Cette richesse prosodique permettrait aux enfants de se sensibiliser à la structure du langage. Ils useraient donc des caractéristiques globales fournies par le rythme, et également par l’intonation, avant d’aborder des détails plus fins du signal de parole, dont la portée est uniquement locale, c’est-à-dire réduite à une syllabe. Nous avons examiné la contribution de l’intonation au sein de la prosodie. Celle-ci est distribuée sur l’ensemble de la phrase. Elle garde donc un caractère suprasegmental comme le rythme, mais elle se définit le plus souvent pour des durées plus courtes.
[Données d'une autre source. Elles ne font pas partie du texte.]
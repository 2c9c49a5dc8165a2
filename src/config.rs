//! # Configuration
//!
//! One immutable configuration value shared by every component. Components
//! receive it explicitly at their call sites instead of reading ambient
//! globals, so two evolutions with different footprints can coexist in one
//! process.
//!
//! ## Example
//!
//! ```rust
//! use levolve::config::{Config, LevelConfig};
//!
//! let config = Config {
//!     level: LevelConfig::new(200, 16).unwrap(),
//!     ..Config::default()
//! };
//! assert_eq!(config.level.ground_row(), 15);
//! ```

use crate::error::{GeneticError, Result};
use crate::genome::design::DesignParams;
use crate::genome::grid::GridParams;

/// The fixed level footprint plus the structural rows and columns derived
/// from it.
///
/// Construction validates the dimensions so every derived index is
/// guaranteed to land on the grid; undersized footprints are a fatal
/// [`GeneticError::Configuration`].
#[cfg_attr(feature = "serde", derive(serde::Serialize, serde::Deserialize))]
#[derive(Debug, Clone, Copy, PartialEq, Eq)]
pub struct LevelConfig {
    width: usize,
    height: usize,
}

impl LevelConfig {
    /// Minimum supported level width in columns.
    pub const MIN_WIDTH: usize = 16;
    /// Minimum supported level height in rows.
    pub const MIN_HEIGHT: usize = 12;

    /// Creates a validated level footprint.
    ///
    /// # Errors
    ///
    /// Returns [`GeneticError::Configuration`] when either dimension is
    /// below the supported minimum.
    pub fn new(width: usize, height: usize) -> Result<Self> {
        if width < Self::MIN_WIDTH || height < Self::MIN_HEIGHT {
            return Err(GeneticError::Configuration(format!(
                "level footprint {}x{} is below the minimum {}x{}",
                width,
                height,
                Self::MIN_WIDTH,
                Self::MIN_HEIGHT
            )));
        }
        Ok(Self { width, height })
    }

    /// Level width in columns.
    pub fn width(&self) -> usize {
        self.width
    }

    /// Level height in rows.
    pub fn height(&self) -> usize {
        self.height
    }

    /// The ground row (bottom of the grid).
    pub fn ground_row(&self) -> usize {
        self.height - 1
    }

    /// Column of the player start marker.
    pub fn start_col(&self) -> usize {
        0
    }

    /// Row of the player start marker, just above the ground.
    pub fn start_row(&self) -> usize {
        self.height - 2
    }

    /// Column of the goal flag and flagpole, one in from the right edge.
    pub fn flag_col(&self) -> usize {
        self.width - 2
    }

    /// Row of the flagpole top.
    pub fn pole_row(&self) -> usize {
        self.height - 9
    }

    /// Row of the wall block the flag run stands on.
    pub fn flag_base_row(&self) -> usize {
        self.height - 2
    }
}

impl Default for LevelConfig {
    /// The classic 200x16 footprint.
    fn default() -> Self {
        Self {
            width: 200,
            height: 16,
        }
    }
}

/// Aggregate configuration for an evolution run: the level footprint plus
/// the probability/weight tables of both genome representations.
#[cfg_attr(feature = "serde", derive(serde::Serialize, serde::Deserialize))]
#[derive(Debug, Clone, Default)]
pub struct Config {
    /// Level footprint and structural geometry.
    pub level: LevelConfig,
    /// Grid-representation mutation and crossover tables.
    pub grid: GridParams,
    /// Design-element-representation tables.
    pub design: DesignParams,
}

impl Config {
    /// Validates the parameter tables.
    ///
    /// The level footprint is validated at construction; this checks the
    /// pieces that can be freely edited after the fact.
    ///
    /// # Errors
    ///
    /// Returns [`GeneticError::Configuration`] for weight tables that cannot
    /// drive a weighted choice or inverted element-count bounds.
    pub fn validate(&self) -> Result<()> {
        self.grid.validate()?;
        self.design.validate()
    }
}
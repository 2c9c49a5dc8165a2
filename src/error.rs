//! # Error Types
//!
//! This module defines the error types for the level-evolution library.
//! It provides specific error variants for the failure scenarios that may
//! occur while configuring and running the genetic algorithm.
//!
//! ## Examples
//!
//! Using the `Result` type:
//!
//! ```rust
//! use levolve::error::{GeneticError, Result};
//!
//! fn some_function() -> Result<()> {
//!     // Function implementation
//!     Ok(())
//! }
//!
//! fn caller() {
//!     match some_function() {
//!         Ok(_) => println!("Success!"),
//!         Err(e) => println!("Error: {}", e),
//!     }
//! }
//! ```

use thiserror::Error;

/// Represents errors that can occur while evolving levels.
///
/// This enum provides specific error variants for different failure
/// scenarios that may occur during the evolution process.
#[derive(Error, Debug)]
pub enum GeneticError {
    /// Error that occurs when an invalid configuration is provided.
    ///
    /// Raised at driver startup for out-of-range level dimensions,
    /// degenerate population sizes, or an unbuildable worker pool. Fatal.
    #[error("Configuration error: {0}")]
    Configuration(String),

    /// Error that occurs when an empty population is encountered.
    #[error("Empty population error: cannot operate on an empty population")]
    EmptyPopulation,

    /// Error that occurs when the external level evaluator fails.
    ///
    /// The evaluator is assumed total on any syntactically valid level; if
    /// it is not, its failure is surfaced unmodified and terminates the run.
    #[error("Evaluator error: {0}")]
    Evaluator(String),

    /// Error that occurs when a fitness score cannot be computed from the
    /// evaluator's measurements (for example a missing metric key).
    #[error("Fitness calculation error: {0}")]
    FitnessCalculation(String),

    /// Error that occurs when a crossover operator requires a parent's
    /// cached fitness and the parent was never scored.
    ///
    /// Fitness must be computed for both parents before grid crossover is
    /// invoked; this surfaces that precondition instead of recomputing
    /// silently.
    #[error("Unscored individual: fitness must be computed before crossover")]
    UnscoredIndividual,
}

/// A specialized Result type for level-evolution operations.
///
/// This type is a convenience wrapper around `std::result::Result` with the
/// error type fixed to `GeneticError`.
pub type Result<T> = std::result::Result<T, GeneticError>;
Nous allons maintenant catégoriser les propriétés de la prosodie, qui sont situées à l’autre boût du Continuum Temporel. Elles sont locales, et se définissent sur un segment linguistique court, comme la voyelle, la syllabe, voire le mot.

Notes
47.

77% de ces contours sont caractéristiques du « parler bébé ». Les contours montants servent à attirer l’attention du bébé, tandis que les contours en cloche, dont la tessiture est plus large, servent à maintenir son attention.

48.

Kuhl et coll. (1997) indiquent que les voyelles et les consonnes sont prononcées par la mère de manière plus distincte lorsque l’enfant commence à parler (hyperarticulation), que lorsqu’il est plus jeune ou plus âgé (Ratner, 1984).

49.

Et ce même pour les prématurés (Nowik-Stern et coll., 1998).